Each line of the data below that carries the word "coordinator" needs to be copied.

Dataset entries
+++

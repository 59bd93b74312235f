//! PostgreSQL record store
//!
//! Runtime-checked queries over the `ingest_runs`, `records` and
//! `error_entries` tables created by the workspace migrations.

use async_trait::async_trait;
use chrono::{DateTime, Utc};
use sqlx::postgres::{PgPool, PgPoolOptions};
use sqlx::types::Json;
use sqlx::{Postgres, Transaction};
use std::collections::BTreeMap;
use std::time::Duration;
use tracing::{debug, info};
use uuid::Uuid;

use super::{
    ErrorEntry, NewErrorEntry, NewRecord, Record, RecordStore, RunStats, StoreTransaction,
    UpsertOutcome,
};
use crate::config::DatabaseConfig;
use crate::error::{StoreError, StoreResult};
use crate::fingerprint::Fingerprint;
use crate::normalize::CanonicalRecord;
use crate::run::{Run, RunCounters};

const RUN_COLUMNS: &str = "id, filename, file_hash, status, total_rows, rows_inserted, \
     rows_updated, rows_skipped, rows_rejected, errors_count, created_at, started_at, \
     completed_at, error_message";

const RECORD_COLUMNS: &str =
    "fingerprint, run_id, row_index, canonical, raw, fixes, created_at, updated_at";

/// Insert a record, supersede one owned by another run, or return nothing
/// when the same run already owns the fingerprint.
const UPSERT_RECORD: &str = r#"
    WITH prior AS (
        SELECT run_id FROM records WHERE fingerprint = $1 FOR UPDATE
    )
    INSERT INTO records (fingerprint, run_id, row_index, canonical, raw, fixes)
    VALUES ($1, $2, $3, $4, $5, $6)
    ON CONFLICT (fingerprint) DO UPDATE SET
        run_id = EXCLUDED.run_id,
        row_index = EXCLUDED.row_index,
        canonical = EXCLUDED.canonical,
        raw = EXCLUDED.raw,
        fixes = EXCLUDED.fixes,
        updated_at = NOW()
    WHERE records.run_id <> EXCLUDED.run_id
    RETURNING (xmax = 0) AS inserted, (SELECT run_id FROM prior) AS previous_run
"#;
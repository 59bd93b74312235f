//! PipeCheck ingestion library
//!
//! Ingests CSV-like files of contact records into a canonical record store.
//! Re-submitting the same logical record never creates a duplicate, and
//! malformed rows are quarantined as error entries instead of aborting the run.
//!
//! # Pipeline
//!
//! - [`format`]: encoding and delimiter detection
//! - [`reader`]: header and row parsing
//! - [`repair`]: deterministic auto-fix, then optional AI repair
//! - [`validate`]: lenient or strict row acceptance
//! - [`normalize`]: canonical casing and field shapes
//! - [`fingerprint`]: content-addressed record identity
//! - [`coordinator`]: batched commits into a [`store::RecordStore`]
//!
//! # Example
//!
//! ```no_run
//! use pipecheck_ingest::{Ingestor, MemoryStore, PipelineConfig};
//! use std::sync::Arc;
//!
//! #[tokio::main]
//! async fn main() -> anyhow::Result<()> {
//!     let ingestor = Ingestor::from_config(Arc::new(MemoryStore::new()), PipelineConfig::default())?;
//!     let report = ingestor.ingest_file("./contacts.csv").await?;
//!     println!("{}: {}", report.run().id, report.run().status);
//!     Ok(())
//! }
//! ```

#![deny(clippy::unwrap_used, clippy::expect_used)]

pub mod config;
pub mod coordinator;
pub mod error;
pub mod fingerprint;
pub mod format;
pub mod normalize;
pub mod pipeline;
pub mod reader;
pub mod repair;
pub mod row;
pub mod run;
pub mod store;
pub mod validate;

pub use config::PipelineConfig;
pub use error::{ErrorKind, IngestError, IngestResult, RowError, StoreError};
pub use pipeline::{IngestReport, Ingestor};
pub use repair::RepairEngine;
pub use run::{Run, RunCounters, RunStatus};
pub use store::{MemoryStore, PgStore, RecordStore};
pub use validate::ValidationMode;
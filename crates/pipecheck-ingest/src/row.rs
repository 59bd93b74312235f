//! Row representation shared by every pipeline stage
//!
//! A [`RowView`] keeps the source column order, stores null-like tokens as
//! `None`, and remembers the raw text as submitted so error entries and
//! stored records can always show the original input.

use serde::{Deserialize, Serialize};
use std::collections::BTreeMap;

/// Tokens treated as an absent value
pub const NULL_TOKENS: &[&str] = &["", "NULL", "N/A", "n/a", "null", "-", "--", "none", "NONE"];

/// Whether a raw cell should be treated as absent
pub fn is_null_like(value: &str) -> bool {
    NULL_TOKENS.contains(&value.trim())
}

/// Columns the pipeline understands; everything else passes through
#[derive(Debug, Clone, Copy, PartialEq, Eq, Hash, PartialOrd, Ord, Serialize, Deserialize)]
#[serde(rename_all = "snake_case")]
pub enum Field {
    Email,
    Name,
    FirstName,
    LastName,
    Phone,
    Address,
    City,
    State,
    Zip,
    Country,
    Locale,
}

impl Field {
    pub const ALL: [Field; 11] = [
        Field::Email,
        Field::Name,
        Field::FirstName,
        Field::LastName,
        Field::Phone,
        Field::Address,
        Field::City,
        Field::State,
        Field::Zip,
        Field::Country,
        Field::Locale,
    ];

    /// Canonical key used in normalized records
    pub fn key(self) -> &'static str {
        match self {
            Field::Email => "email",
            Field::Name => "name",
            Field::FirstName => "first_name",
            Field::LastName => "last_name",
            Field::Phone => "phone",
            Field::Address => "address",
            Field::City => "city",
            Field::State => "state",
            Field::Zip => "zip",
            Field::Country => "country",
            Field::Locale => "locale",
        }
    }

    /// Recognize a source column name, ignoring case, spaces and dashes
    pub fn from_column(column: &str) -> Option<Field> {
        let folded: String = column
            .trim()
            .chars()
            .map(|c| match c {
                ' ' | '-' => '_',
                other => other.to_ascii_lowercase(),
            })
            .collect();

        match folded.as_str() {
            "email" | "e_mail" | "email_address" => Some(Field::Email),
            "name" | "full_name" | "fullname" => Some(Field::Name),
            "first_name" | "firstname" | "given_name" => Some(Field::FirstName),
            "last_name" | "lastname" | "surname" | "family_name" => Some(Field::LastName),
            "phone" | "phone_number" | "telephone" | "tel" | "mobile" => Some(Field::Phone),
            "address" | "street" | "street_address" => Some(Field::Address),
            "city" | "town" => Some(Field::City),
            "state" | "province" | "region" => Some(Field::State),
            "zip" | "zipcode" | "zip_code" | "postal_code" | "postcode" => Some(Field::Zip),
            "country" | "country_code" => Some(Field::Country),
            "locale" | "language" => Some(Field::Locale),
            _ => None,
        }
    }
}

/// One source row on its way through repair, validation and normalization
#[derive(Debug, Clone, PartialEq, Eq)]
pub struct RowView {
    index: usize,
    columns: Vec<(String, Option<String>)>,
    raw: BTreeMap<String, String>,
    fixes: Vec<String>,
}

impl RowView {
    /// Build from raw cells; null-like cells become `None`
    pub fn from_raw<I, K, V>(index: usize, cells: I) -> Self
    where
        I: IntoIterator<Item = (K, V)>,
        K: Into<String>,
        V: Into<String>,
    {
        let mut columns = Vec::new();
        let mut raw = BTreeMap::new();

        for (column, value) in cells {
            let column = column.into();
            let value = value.into();
            let parsed = if is_null_like(&value) {
                None
            } else {
                Some(value.clone())
            };
            raw.insert(column.clone(), value);
            columns.push((column, parsed));
        }

        Self {
            index,
            columns,
            raw,
            fixes: Vec::new(),
        }
    }

    /// Zero-based position of the row in the source
    pub fn index(&self) -> usize {
        self.index
    }

    /// Cells as submitted, before any repair
    pub fn raw(&self) -> &BTreeMap<String, String> {
        &self.raw
    }

    pub fn fixes(&self) -> &[String] {
        &self.fixes
    }

    pub fn record_fix(&mut self, description: impl Into<String>) {
        self.fixes.push(description.into());
    }

    pub(crate) fn extend_fixes(&mut self, descriptions: impl IntoIterator<Item = String>) {
        self.fixes.extend(descriptions);
    }

    pub fn columns(&self) -> impl Iterator<Item = (&str, Option<&str>)> {
        self.columns
            .iter()
            .map(|(column, value)| (column.as_str(), value.as_deref()))
    }

    pub fn column_names(&self) -> Vec<String> {
        self.columns.iter().map(|(column, _)| column.clone()).collect()
    }

    pub fn get(&self, column: &str) -> Option<&str> {
        self.columns
            .iter()
            .find(|(name, _)| name == column)
            .and_then(|(_, value)| value.as_deref())
    }

    pub fn has_column(&self, column: &str) -> bool {
        self.columns.iter().any(|(name, _)| name == column)
    }

    /// Replace a cell; a null-like value is stored as `None`
    pub fn set(&mut self, column: &str, value: Option<String>) {
        let value = value.filter(|v| !is_null_like(v));
        match self.columns.iter_mut().find(|(name, _)| name == column) {
            Some((_, slot)) => *slot = value,
            None => self.columns.push((column.to_string(), value)),
        }
    }

    /// First source column recognized as `field`
    pub fn column_for(&self, field: Field) -> Option<&str> {
        self.columns
            .iter()
            .map(|(name, _)| name.as_str())
            .find(|name| Field::from_column(name) == Some(field))
    }

    pub fn field(&self, field: Field) -> Option<&str> {
        self.column_for(field).and_then(|column| self.get(column))
    }

    /// Set a recognized field, adding a canonical column when the source lacks one
    pub fn set_field(&mut self, field: Field, value: Option<String>) {
        let column = self
            .column_for(field)
            .map(str::to_string)
            .unwrap_or_else(|| field.key().to_string());
        self.set(&column, value);
    }

    /// True when every cell was null-like as submitted
    ///
    /// Repairs never make a row blank: a cell cleared by a fix still counts
    /// as submitted content.
    pub fn is_blank(&self) -> bool {
        self.raw.values().all(|value| is_null_like(value))
    }

    pub fn email(&self) -> Option<&str> {
        self.field(Field::Email)
    }

    pub fn name(&self) -> Option<&str> {
        self.field(Field::Name)
    }

    pub fn phone(&self) -> Option<&str> {
        self.field(Field::Phone)
    }

    /// Current cell values keyed by column, for prompts and diagnostics
    pub fn to_json(&self) -> serde_json::Value {
        serde_json::Value::Object(
            self.columns
                .iter()
                .map(|(column, value)| {
                    let value = value
                        .as_ref()
                        .map(|v| serde_json::Value::String(v.clone()))
                        .unwrap_or(serde_json::Value::Null);
                    (column.clone(), value)
                })
                .collect(),
        )
    }
}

+++

ANSWER BELOW:
//! - [`coordinator`]: batched commits into a [`store::RecordStore`]
pub mod coordinator;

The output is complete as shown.